À Touba, Ousmane Sonko interpelle le président Bassirou Diomaye Faye sur la caisse noire

À Touba, Ousmane Sonko interpelle le président Bassirou Diomaye Faye sur la caisse noire

À Touba, Ousmane Sonko interpelle le président Bassirou Diomaye Faye sur la caisse noire

À Touba, Ousmane Sonko s’en prend au président Bassirou Diomaye Faye

Lors des récentes « 48 heures de Pastef » organisées à Touba, Ousmane Sonko a vivement critiqué le président Bassirou Diomaye Faye. Au cœur des débats, la gestion de la très controversée « caisse noire » a été mise en lumière.
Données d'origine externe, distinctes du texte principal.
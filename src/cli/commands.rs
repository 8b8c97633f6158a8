// ============================================================
// Layer 1 — CLI Commands and Arguments
// ============================================================
// Defines the two subcommands, `prepare` and `inspect`, and all
// their configurable flags.
//
// Reference: Rust Book §12 (Building a CLI Program)

use clap::{Args, Subcommand};

use crate::application::prepare_use_case::{PrepareConfig, DEFAULT_MAP_BATCH_SIZE};
use crate::data::formatter::DEFAULT_EOS_TOKEN;
use crate::data::packer::DEFAULT_BLOCK_LENGTH;

#[derive(Subcommand, Debug)]
pub enum Commands {
    /// Format, tokenize and pack a JSONL instruction dataset
    Prepare(PrepareArgs),

    /// Verify the blocks written by `prepare`
    Inspect(InspectArgs),
}

/// All arguments for the `prepare` command.
#[derive(Args, Debug)]
pub struct PrepareArgs {
    /// JSON-lines file with instruction/context/response records
    #[arg(long)]
    pub input: String,

    /// tokenizer.json, or a model directory containing it
    #[arg(long)]
    pub tokenizer: String,

    /// Directory for blocks.jsonl, metrics and config
    #[arg(long, default_value = "lm_dataset")]
    pub output_dir: String,

    /// Tokens per packed block
    #[arg(long, default_value_t = DEFAULT_BLOCK_LENGTH)]
    pub block_length: usize,

    /// Samples tokenized and packed per call
    #[arg(long, default_value_t = DEFAULT_MAP_BATCH_SIZE)]
    pub map_batch_size: usize,

    /// Only use the first N samples
    #[arg(long)]
    pub max_samples: Option<usize>,

    /// Appended to every formatted sample
    #[arg(long, default_value = DEFAULT_EOS_TOKEN)]
    pub eos_token: String,

    /// Seed for picking the preview sample
    #[arg(long, default_value_t = 42)]
    pub seed: u64,

    /// Do not let the tokenizer add its special tokens (e.g. BOS)
    #[arg(long)]
    pub no_special_tokens: bool,

    /// Also emit a token_type_ids field
    #[arg(long)]
    pub token_type_ids: bool,
}

/// Boundary between Layer 1 and Layer 2 — the application layer
/// never sees clap types.
impl From<PrepareArgs> for PrepareConfig {
    fn from(a: PrepareArgs) -> Self {
        PrepareConfig {
            input:              a.input,
            tokenizer:          a.tokenizer,
            output_dir:         a.output_dir,
            block_length:       a.block_length,
            map_batch_size:     a.map_batch_size,
            max_samples:        a.max_samples,
            eos_token:          a.eos_token,
            seed:               a.seed,
            add_special_tokens: !a.no_special_tokens,
            token_type_ids:     a.token_type_ids,
        }
    }
}

/// All arguments for the `inspect` command
#[derive(Args, Debug)]
pub struct InspectArgs {
    /// Directory written by `prepare`
    #[arg(long, default_value = "lm_dataset")]
    pub output_dir: String,
}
Le leader de Pastef a clairement affirmé que son mouvement politique ne dépendait pas des fonds publics, privilégiant plutôt une démarche de financement basée sur les cotisations de ses militants.

À l’occasion de cet événement majeur de Pastef tenu à Touba, Ousmane Sonko a de nouveau adressé des reproches au président Bassirou Diomaye Faye. Ces divergences s’articulent principalement autour de la gestion des fonds de la « caisse noire » présidentielle. En soulignant le modèle de financement de son parti, le président de Pastef a martelé que sa formation politique se distinguait par son indépendance vis-à-vis des ressources étatiques pour ses opérations.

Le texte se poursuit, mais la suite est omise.